Un grand écrivain étranger s’étonnait un jour devant moi des deux littératures si nettement tranchées qui vivent chez nous côte à côte, le roman et le théâtre. Le premier s’élargit et grandit chaque jour ; le second s’épuise et tend à retomber aux tréteaux. Cela provient, selon moi, de ce que le roman est dans le courant du siècle, dans ce courant naturaliste qui emporte tout. Au contraire, le théâtre résiste, s’entête dans des combinaisons ridicules, refuse la vie qui déborde autour de lui. La routine, les engouements du public, la complicité de la critique, l’enfoncent davantage.

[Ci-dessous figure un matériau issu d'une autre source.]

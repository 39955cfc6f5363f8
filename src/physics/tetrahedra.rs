//! Mass properties by signed tetrahedron decomposition.
//!
//! Every triangle forms a tetrahedron with the origin. Tetrahedra whose
//! triangle faces away from the origin add to the solid, those facing it
//! subtract, and for a closed mesh the over-counted volume cancels exactly.
//! This holds for concave and even non star-shaped solids, and the origin
//! does not need to lie inside the mesh.
//!
//! Reference: M. Kallay, "Computing the Moment of Inertia of a Solid Defined
//! by a Triangle Mesh", Journal of Graphics Tools 11(2), 2006.

use cgmath::{InnerSpace, Vector3};

use crate::{
    data_structures::mesh::{read_vec3, validate_buffers, widen},
    error::{GeometryError, GeometryResult},
    physics::mass_properties::{MassProperties, VolumeMoments},
};

/// Running sums over all tetrahedra, kept in double precision.
///
/// Each sum is six times (volume), 24 times (first moments) or 120 times
/// (second moments) the corresponding integral.
#[derive(Clone, Copy, Debug, Default, PartialEq)]
pub struct TetrahedronSums {
    volume: f64,
    first: [f64; 3],
    second: [f64; 3],
    products: [f64; 3],
}

impl TetrahedronSums {
    /// Add the tetrahedron between the origin and an outward wound triangle.
    pub fn add_triangle(&mut self, p1: Vector3<f64>, p2: Vector3<f64>, p3: Vector3<f64>) {
        let normal = (p2 - p1).cross(p3 - p1);
        let center = (p1 + p2 + p3) / 3.0;
        // Swapping two corners and negating the sign leaves the signed volume
        // of the stored winding unchanged. A plain swap without the sign would
        // break cancellation on non-convex meshes.
        if normal.dot(-center) > 0.0 {
            self.add_tetrahedron(p1, p3, p2, -1.0);
        } else {
            self.add_tetrahedron(p1, p2, p3, 1.0);
        }
    }

    fn add_tetrahedron(&mut self, p1: Vector3<f64>, p2: Vector3<f64>, p3: Vector3<f64>, sign: f64) {
        let (x1, y1, z1) = (p1.x, p1.y, p1.z);
        let (x2, y2, z2) = (p2.x, p2.y, p2.z);
        let (x3, y3, z3) = (p3.x, p3.y, p3.z);

        let v = sign
            * (x1 * y2 * z3 + y1 * z2 * x3 + x2 * y3 * z1
                - (x3 * y2 * z1 + x2 * y1 * z3 + y3 * z2 * x1));
        self.volume += v;

        let x4 = x1 + x2 + x3;
        let y4 = y1 + y2 + y3;
        let z4 = z1 + z2 + z3;
        self.first[0] += v * x4;
        self.first[1] += v * y4;
        self.first[2] += v * z4;

        self.second[0] += v * (x1 * x1 + x2 * x2 + x3 * x3 + x4 * x4);
        self.second[1] += v * (y1 * y1 + y2 * y2 + y3 * y3 + y4 * y4);
        self.second[2] += v * (z1 * z1 + z2 * z2 + z3 * z3 + z4 * z4);
        self.products[0] += v * (y1 * x1 + y2 * x2 + y3 * x3 + y4 * x4);
        self.products[1] += v * (z1 * y1 + z2 * y2 + z3 * y3 + z4 * y4);
        self.products[2] += v * (z1 * x1 + z2 * x2 + z3 * x3 + z4 * x4);
    }

    /// Combine two partial sums. Order does not matter.
    pub fn merge(self, other: Self) -> Self {
        let add = |a: [f64; 3], b: [f64; 3]| [a[0] + b[0], a[1] + b[1], a[2] + b[2]];
        Self {
            volume: self.volume + other.volume,
            first: add(self.first, other.first),
            second: add(self.second, other.second),
            products: add(self.products, other.products),
        }
    }

    /// Six times the signed enclosed volume.
    pub fn volume_sum(&self) -> f64 {
        self.volume
    }

    pub fn finish(self, density: f64) -> GeometryResult<MassProperties> {
        let scale = |a: [f64; 3], s: f64| a.map(|x| x / s);
        let moments = VolumeMoments {
            volume: self.volume / 6.0,
            first: scale(self.first, 24.0),
            second: scale(self.second, 120.0),
            products: scale(self.products, 120.0),
        };
        MassProperties::from_integrals(moments, density)
    }
}

/// Mass properties of the closed, outward wound mesh given by flat arrays.
///
/// Inverted or inconsistently wound input is not rejected: it shows up as a
/// negative or otherwise meaningless mass (see
/// [`MassProperties::orientation_warning`]).
pub fn compute_mass_properties(
    positions: &[f32],
    indices: &[u32],
    density: f64,
) -> GeometryResult<MassProperties> {
    validate_buffers(positions, indices)?;
    if indices.is_empty() {
        return Err(GeometryError::EmptyMesh);
    }
    let corner = |i: u32| widen(read_vec3(positions, i));
    let sums = indices
        .chunks_exact(3)
        .fold(TetrahedronSums::default(), |mut sums, c| {
            sums.add_triangle(corner(c[0]), corner(c[1]), corner(c[2]));
            sums
        });
    sums.finish(density)
}
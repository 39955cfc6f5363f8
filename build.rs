use anyhow::*;
use fs_extra::copy_items;
use fs_extra::dir::CopyOptions;
use std::env;
use std::path::PathBuf;

/// Copies the bundled sample meshes next to the build output so that
/// binaries built on top of this crate can load them with `load_mesh_obj`.
fn main() -> Result<()> {
    println!("cargo:rerun-if-changed=assets");

    let manifest_dir = PathBuf::from(env::var("CARGO_MANIFEST_DIR")?);
    let assets = manifest_dir.join("assets");
    if !assets.exists() {
        return Ok(());
    }

    let out_dir = env::var("OUT_DIR")?;
    let mut options = CopyOptions::new();
    options.overwrite = true;
    copy_items(&[assets], out_dir, &options)?;

    Ok(())
}
#![allow(dead_code)]
pub mod test_utils;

On prévoit le résultat : si, dans un temps donné, une rénovation n’a pas lieu, le théâtre roulera de plus bas en plus bas ; car il est impossible que la foule, nourrie des vérités du roman, ne se dégoûte pas tout à fait des enfantillages laborieux des auteurs dramatiques. D’ailleurs, de même que le théâtre a régné au dix-septième siècle, peut-être au dix-neuvième siècle le roman doit-il régner à son tour.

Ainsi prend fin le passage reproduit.